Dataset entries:
--*--
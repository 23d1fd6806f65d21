//! # Task Envelope Codec
//!
//! A task envelope is the only thing that crosses the transport: a type tag
//! selecting the handler and a claim-check pointing at data stored elsewhere.
//! The type tag travels as the transport message type and the claim-check as a
//! small JSON body.
//!
//! Inbound messages decode into the closed [`MessageKind`] set: task envelopes
//! plus the two messages the transport generates itself.

use serde::{Deserialize, Serialize};
use std::collections::BTreeMap;
use std::fmt;

use super::errors::{EnvelopeError, EnvelopeResult};
use crate::constants::{message_types, transport as limits};

/// Validated task type tag
///
/// 1 to 128 characters from `[A-Za-z0-9_.:/-]`, starting with a letter, and
/// never inside the transport's reserved namespace.
#[derive(Debug, Clone, PartialEq, Eq, Hash, PartialOrd, Ord, Serialize, Deserialize)]
#[serde(try_from = "String", into = "String")]
pub struct TaskType(String);

impl TaskType {
    pub fn new(tag: impl Into<String>) -> EnvelopeResult<Self> {
        let tag = tag.into();
        if tag.is_empty() || tag.len() > limits::MAX_TYPE_TAG_LENGTH {
            return Err(EnvelopeError::invalid_type_tag(
                tag,
                "must be between 1 and 128 characters",
            ));
        }
        if !tag.starts_with(|c: char| c.is_ascii_alphabetic()) {
            return Err(EnvelopeError::invalid_type_tag(tag, "must start with a letter"));
        }
        if let Some(bad) = tag
            .chars()
            .find(|c| !(c.is_ascii_alphanumeric() || matches!(c, '_' | '.' | ':' | '/' | '-')))
        {
            return Err(EnvelopeError::invalid_type_tag(
                tag.clone(),
                format!("contains invalid character '{bad}'"),
            ));
        }
        if tag.starts_with(message_types::SYSTEM_PREFIX) {
            return Err(EnvelopeError::invalid_type_tag(
                tag,
                "uses the reserved transport prefix",
            ));
        }
        Ok(Self(tag))
    }

    pub fn as_str(&self) -> &str {
        &self.0
    }
}

impl fmt::Display for TaskType {
    fn fmt(&self, f: &mut fmt::Formatter<'_>) -> fmt::Result {
        f.write_str(&self.0)
    }
}

// Registries look handlers up by the raw tag string
impl std::borrow::Borrow<str> for TaskType {
    fn borrow(&self) -> &str {
        &self.0
    }
}

impl std::str::FromStr for TaskType {
    type Err = EnvelopeError;

    fn from_str(s: &str) -> Result<Self, Self::Err> {
        Self::new(s)
    }
}

impl TryFrom<String> for TaskType {
    type Error = EnvelopeError;

    fn try_from(value: String) -> Result<Self, Self::Error> {
        Self::new(value)
    }
}

impl From<TaskType> for String {
    fn from(value: TaskType) -> Self {
        value.0
    }
}

/// Claim-check payload: where the task data lives, plus small routing hints
#[derive(Debug, Clone, PartialEq, Eq, Serialize, Deserialize)]
pub struct ClaimCheck {
    /// Locator of the externally stored task data (URI, row key, object path)
    pub locator: String,
    #[serde(default, skip_serializing_if = "BTreeMap::is_empty")]
    pub attributes: BTreeMap<String, String>,
}

impl ClaimCheck {
    pub fn new(locator: impl Into<String>) -> Self {
        Self {
            locator: locator.into(),
            attributes: BTreeMap::new(),
        }
    }

    pub fn with_attribute(mut self, key: impl Into<String>, value: impl Into<String>) -> Self {
        self.attributes.insert(key.into(), value.into());
        self
    }
}

/// Immutable unit of work
#[derive(Debug, Clone, PartialEq, Eq)]
pub struct TaskEnvelope {
    type_tag: TaskType,
    payload: ClaimCheck,
}

/// Transport-ready form of an envelope
#[derive(Debug, Clone, PartialEq, Eq)]
pub struct EncodedEnvelope {
    pub message_type: String,
    pub body: Vec<u8>,
}

impl TaskEnvelope {
    pub fn new(type_tag: TaskType, payload: ClaimCheck) -> Self {
        Self { type_tag, payload }
    }

    /// Build an envelope from a raw tag, validating it
    pub fn for_tag(type_tag: &str, payload: ClaimCheck) -> EnvelopeResult<Self> {
        Ok(Self::new(TaskType::new(type_tag)?, payload))
    }

    pub fn type_tag(&self) -> &TaskType {
        &self.type_tag
    }

    pub fn payload(&self) -> &ClaimCheck {
        &self.payload
    }

    /// Encode for the transport, refusing bodies over `limit_bytes`
    pub fn encode(&self, limit_bytes: usize) -> EnvelopeResult<EncodedEnvelope> {
        if self.payload.locator.is_empty() {
            return Err(EnvelopeError::EmptyLocator);
        }
        let body = serde_json::to_vec(&self.payload)?;
        if body.len() > limit_bytes {
            return Err(EnvelopeError::TooLarge {
                size_bytes: body.len(),
                limit_bytes,
            });
        }
        Ok(EncodedEnvelope {
            message_type: self.type_tag.as_str().to_string(),
            body,
        })
    }

    /// Decode a task message received from the transport
    pub fn decode(message_type: &str, body: &[u8]) -> EnvelopeResult<Self> {
        let type_tag = TaskType::new(message_type)?;
        let payload: ClaimCheck = serde_json::from_slice(body)
            .map_err(|e| EnvelopeError::malformed(message_type, e.to_string()))?;
        if payload.locator.is_empty() {
            return Err(EnvelopeError::EmptyLocator);
        }
        Ok(Self { type_tag, payload })
    }
}

/// Error carried by a transport error message
#[derive(Debug, Clone, PartialEq, Eq, Serialize, Deserialize)]
pub struct DialogError {
    pub code: i32,
    pub description: String,
}

/// Everything a receiver can take off a queue
#[derive(Debug, Clone, PartialEq, Eq)]
pub enum MessageKind {
    Task(TaskEnvelope),
    /// The peer ended the conversation
    EndDialog,
    /// The transport failed the conversation
    Error(DialogError),
}

impl MessageKind {
    pub fn decode(message_type: &str, body: &[u8]) -> EnvelopeResult<Self> {
        match message_type {
            message_types::END_DIALOG => Ok(Self::EndDialog),
            message_types::ERROR => {
                let error: DialogError = serde_json::from_slice(body)
                    .map_err(|e| EnvelopeError::malformed(message_type, e.to_string()))?;
                Ok(Self::Error(error))
            }
            _ => TaskEnvelope::decode(message_type, body).map(Self::Task),
        }
    }
}
mod common;

use common::strategies::*;
use common::*;
use proptest::prelude::*;
use tasker_session_queue::constants::transport::MAX_MESSAGE_BODY_BYTES;
use tasker_session_queue::dispatch::SessionClosePolicy;
use tasker_session_queue::messaging::{EnvelopeError, MessageKind, TaskEnvelope, TaskType};
use tasker_session_queue::session::SessionStrategy;

proptest! {
    /// Property: valid envelopes survive the codec unchanged
    #[test]
    fn envelopes_round_trip_through_codec(tag in type_tag_strategy(), payload in claim_check_strategy()) {
        let envelope = TaskEnvelope::new(TaskType::new(tag).unwrap(), payload);
        let encoded = envelope.encode(MAX_MESSAGE_BODY_BYTES).unwrap();
        let decoded = TaskEnvelope::decode(&encoded.message_type, &encoded.body).unwrap();
        prop_assert_eq!(&decoded, &envelope);

        let kind = MessageKind::decode(&encoded.message_type, &encoded.body).unwrap();
        prop_assert_eq!(kind, MessageKind::Task(envelope));
    }

    /// Property: invalid tags are rejected on both the encode and decode side
    #[test]
    fn invalid_type_tags_are_rejected(tag in invalid_type_tag_strategy()) {
        prop_assert!(TaskType::new(tag.clone()).is_err());
        let decoded = TaskEnvelope::decode(&tag, br#"{"locator":"ref"}"#);
        prop_assert!(decoded.is_err());
    }

    /// Property: encoding either fits the limit or reports the real size
    #[test]
    fn encoded_bodies_respect_limit(payload in claim_check_strategy(), limit in 1usize..256) {
        let envelope = TaskEnvelope::new(TaskType::new("ship").unwrap(), payload);
        match envelope.encode(limit) {
            Ok(encoded) => prop_assert!(encoded.body.len() <= limit),
            Err(EnvelopeError::TooLarge { size_bytes, limit_bytes }) => {
                prop_assert!(size_bytes > limit_bytes);
                prop_assert_eq!(limit_bytes, limit);
            }
            Err(other) => prop_assert!(false, "unexpected error {:?}", other),
        }
    }

    /// Property: type tags serialize as plain strings and parse back
    #[test]
    fn type_tags_serde_round_trip(tag in type_tag_strategy()) {
        let type_tag = TaskType::new(tag.clone()).unwrap();
        let json = serde_json::to_string(&type_tag).unwrap();
        prop_assert_eq!(&json, &serde_json::to_string(&tag).unwrap());
        let parsed: TaskType = serde_json::from_str(&json).unwrap();
        prop_assert_eq!(parsed, type_tag);
    }
}

proptest! {
    #![proptest_config(ProptestConfig::with_cases(16))]

    /// Property: every enqueued envelope is handled exactly once, in send
    /// order within its session, and every drained session is closed
    #[test]
    fn batches_are_delivered_once_in_order(batch_sizes in batch_sizes_strategy()) {
        let runtime = tokio::runtime::Runtime::new().unwrap();
        let (delivered, expected, sessions_closed) = runtime.block_on(async {
            let queue = TestQueue::new();
            let handler = RecordingHandler::new();
            let dispatcher = queue.dispatcher(
                registry_with(&["ship"], handler.clone()),
                SessionClosePolicy::CloseWhenDrained,
                1,
            );

            let mut expected = Vec::new();
            for (s, size) in batch_sizes.iter().enumerate() {
                let batch: Vec<_> = (0..*size)
                    .map(|i| {
                        let locator = format!("s{s}-{i}");
                        expected.push(locator.clone());
                        envelope("ship", &locator)
                    })
                    .collect();
                queue
                    .producer
                    .enqueue(QUEUE, SessionStrategy::time_boxed_seconds(60), &batch)
                    .await
                    .unwrap();
            }

            drain(&dispatcher).await;
            (handler.locators(), expected, dispatcher.stats().sessions_closed)
        });

        prop_assert_eq!(delivered, expected);
        prop_assert_eq!(sessions_closed, batch_sizes.len() as u64);
    }
}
--*--
What you should do: From the entries, copy every line in which the word "characters" occurs.

Exercise answer:
/// 1 to 128 characters from `[A-Za-z0-9_.:/-]`, starting with a letter, and
                "must be between 1 and 128 characters",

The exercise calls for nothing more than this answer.